**Try it:**
Even if a line seems odd, print it as it is, and include every record.

**Records to process:**

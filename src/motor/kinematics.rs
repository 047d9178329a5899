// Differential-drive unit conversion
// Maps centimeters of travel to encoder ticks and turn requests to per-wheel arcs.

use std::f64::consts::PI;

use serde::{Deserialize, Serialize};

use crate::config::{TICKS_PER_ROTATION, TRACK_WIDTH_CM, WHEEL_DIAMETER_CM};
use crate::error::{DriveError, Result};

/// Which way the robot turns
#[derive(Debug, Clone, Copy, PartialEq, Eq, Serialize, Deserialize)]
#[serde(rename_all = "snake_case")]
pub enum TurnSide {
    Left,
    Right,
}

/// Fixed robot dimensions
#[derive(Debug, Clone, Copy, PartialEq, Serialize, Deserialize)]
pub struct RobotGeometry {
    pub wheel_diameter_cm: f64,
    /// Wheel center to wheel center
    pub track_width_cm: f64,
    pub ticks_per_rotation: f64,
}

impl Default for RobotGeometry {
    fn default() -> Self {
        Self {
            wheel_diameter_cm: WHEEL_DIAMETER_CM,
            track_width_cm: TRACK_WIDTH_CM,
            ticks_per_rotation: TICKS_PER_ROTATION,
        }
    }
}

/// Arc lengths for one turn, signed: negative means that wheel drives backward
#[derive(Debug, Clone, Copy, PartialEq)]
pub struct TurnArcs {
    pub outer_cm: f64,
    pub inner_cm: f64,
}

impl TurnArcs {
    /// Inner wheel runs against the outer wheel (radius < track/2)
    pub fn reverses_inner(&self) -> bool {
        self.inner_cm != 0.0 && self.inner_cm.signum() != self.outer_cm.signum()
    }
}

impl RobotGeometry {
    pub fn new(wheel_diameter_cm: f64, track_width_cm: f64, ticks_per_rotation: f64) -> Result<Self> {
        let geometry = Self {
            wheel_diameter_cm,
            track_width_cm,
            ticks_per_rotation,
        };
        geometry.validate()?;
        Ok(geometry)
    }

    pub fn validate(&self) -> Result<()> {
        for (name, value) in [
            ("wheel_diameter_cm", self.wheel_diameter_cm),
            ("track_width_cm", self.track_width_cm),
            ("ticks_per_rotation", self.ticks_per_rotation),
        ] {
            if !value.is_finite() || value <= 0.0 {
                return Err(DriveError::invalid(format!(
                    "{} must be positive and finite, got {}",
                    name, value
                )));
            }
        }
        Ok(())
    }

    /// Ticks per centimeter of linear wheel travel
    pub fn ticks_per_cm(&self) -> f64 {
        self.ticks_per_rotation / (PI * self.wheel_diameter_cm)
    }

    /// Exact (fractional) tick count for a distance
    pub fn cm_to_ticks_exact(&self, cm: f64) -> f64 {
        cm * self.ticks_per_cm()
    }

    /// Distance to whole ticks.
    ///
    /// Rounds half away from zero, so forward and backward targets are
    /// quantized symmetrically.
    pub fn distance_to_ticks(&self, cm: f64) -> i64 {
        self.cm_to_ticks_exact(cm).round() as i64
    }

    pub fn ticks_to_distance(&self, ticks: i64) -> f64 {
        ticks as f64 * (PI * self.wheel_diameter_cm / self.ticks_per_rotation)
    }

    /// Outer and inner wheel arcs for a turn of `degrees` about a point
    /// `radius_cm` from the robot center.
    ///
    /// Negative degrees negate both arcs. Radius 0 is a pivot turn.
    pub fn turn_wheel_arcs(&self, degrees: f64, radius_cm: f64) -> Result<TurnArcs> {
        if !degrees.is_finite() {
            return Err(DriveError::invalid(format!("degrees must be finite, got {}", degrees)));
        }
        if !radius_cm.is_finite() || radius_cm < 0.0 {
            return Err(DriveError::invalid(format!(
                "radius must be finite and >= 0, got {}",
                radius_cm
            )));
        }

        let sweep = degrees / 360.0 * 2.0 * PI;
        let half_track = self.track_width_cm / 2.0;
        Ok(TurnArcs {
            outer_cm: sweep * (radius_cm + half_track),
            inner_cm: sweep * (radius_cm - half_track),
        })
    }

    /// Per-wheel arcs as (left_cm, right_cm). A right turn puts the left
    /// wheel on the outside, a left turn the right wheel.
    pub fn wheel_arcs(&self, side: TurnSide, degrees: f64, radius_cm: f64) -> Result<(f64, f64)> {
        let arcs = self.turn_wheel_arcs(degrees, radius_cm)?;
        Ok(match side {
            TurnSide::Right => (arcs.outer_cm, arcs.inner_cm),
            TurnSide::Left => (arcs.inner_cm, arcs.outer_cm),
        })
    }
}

**Response below:**
filename src/motor/kinematics.rs
repository 047d9178329a5899
// Differential-drive unit conversion
// Maps centimeters of travel to encoder ticks and turn requests to per-wheel arcs.

use std::f64::consts::PI;

use serde::{Deserialize, Serialize};

use crate::config::{TICKS_PER_ROTATION, TRACK_WIDTH_CM, WHEEL_DIAMETER_CM};
use crate::error::{DriveError, Result};

/// Which way the robot turns
#[derive(Debug, Clone, Copy, PartialEq, Eq, Serialize, Deserialize)]
#[serde(rename_all = "snake_case")]
pub enum TurnSide {
    Left,
    Right,
}

/// Fixed robot dimensions
#[derive(Debug, Clone, Copy, PartialEq, Serialize, Deserialize)]
pub struct RobotGeometry {
    pub wheel_diameter_cm: f64,
    /// Wheel center to wheel center
    pub track_width_cm: f64,
    pub ticks_per_rotation: f64,
}

impl Default for RobotGeometry {
    fn default() -> Self {
        Self {
            wheel_diameter_cm: WHEEL_DIAMETER_CM,
            track_width_cm: TRACK_WIDTH_CM,
            ticks_per_rotation: TICKS_PER_ROTATION,
        }
    }
}

/// Arc lengths for one turn, signed: negative means that wheel drives backward
#[derive(Debug, Clone, Copy, PartialEq)]
pub struct TurnArcs {
    pub outer_cm: f64,
    pub inner_cm: f64,
}

impl TurnArcs {
    /// Inner wheel runs against the outer wheel (radius < track/2)
    pub fn reverses_inner(&self) -> bool {
        self.inner_cm != 0.0 && self.inner_cm.signum() != self.outer_cm.signum()
    }
}

impl RobotGeometry {
    pub fn new(wheel_diameter_cm: f64, track_width_cm: f64, ticks_per_rotation: f64) -> Result<Self> {
        let geometry = Self {
            wheel_diameter_cm,
            track_width_cm,
            ticks_per_rotation,
        };
        geometry.validate()?;
        Ok(geometry)
    }

    pub fn validate(&self) -> Result<()> {
        for (name, value) in [
            ("wheel_diameter_cm", self.wheel_diameter_cm),
            ("track_width_cm", self.track_width_cm),
            ("ticks_per_rotation", self.ticks_per_rotation),
        ] {
            if !value.is_finite() || value <= 0.0 {
                return Err(DriveError::invalid(format!(
                    "{} must be positive and finite, got {}",
                    name, value
                )));
            }
        }
        Ok(())
    }

    /// Ticks per centimeter of linear wheel travel
    pub fn ticks_per_cm(&self) -> f64 {
        self.ticks_per_rotation / (PI * self.wheel_diameter_cm)
    }

    /// Exact (fractional) tick count for a distance
    pub fn cm_to_ticks_exact(&self, cm: f64) -> f64 {
        cm * self.ticks_per_cm()
    }

    /// Distance to whole ticks.
    ///
    /// Rounds half away from zero, so forward and backward targets are
    /// quantized symmetrically.
    pub fn distance_to_ticks(&self, cm: f64) -> i64 {
        self.cm_to_ticks_exact(cm).round() as i64
    }

    pub fn ticks_to_distance(&self, ticks: i64) -> f64 {
        ticks as f64 * (PI * self.wheel_diameter_cm / self.ticks_per_rotation)
    }

    /// Outer and inner wheel arcs for a turn of `degrees` about a point
    /// `radius_cm` from the robot center.
    ///
    /// Negative degrees negate both arcs. Radius 0 is a pivot turn.
    pub fn turn_wheel_arcs(&self, degrees: f64, radius_cm: f64) -> Result<TurnArcs> {
        if !degrees.is_finite() {
            return Err(DriveError::invalid(format!("degrees must be finite, got {}", degrees)));
        }
        if !radius_cm.is_finite() || radius_cm < 0.0 {
            return Err(DriveError::invalid(format!(
                "radius must be finite and >= 0, got {}",
                radius_cm
            )));
        }

        let sweep = degrees / 360.0 * 2.0 * PI;
        let half_track = self.track_width_cm / 2.0;
        Ok(TurnArcs {
            outer_cm: sweep * (radius_cm + half_track),
            inner_cm: sweep * (radius_cm - half_track),
        })
    }

    /// Per-wheel arcs as (left_cm, right_cm). A right turn puts the left
    /// wheel on the outside, a left turn the right wheel.
    pub fn wheel_arcs(&self, side: TurnSide, degrees: f64, radius_cm: f64) -> Result<(f64, f64)> {
        let arcs = self.turn_wheel_arcs(degrees, radius_cm)?;
        Ok(match side {
            TurnSide::Right => (arcs.outer_cm, arcs.inner_cm),
            TurnSide::Left => (arcs.inner_cm, arcs.outer_cm),
        })
    }
}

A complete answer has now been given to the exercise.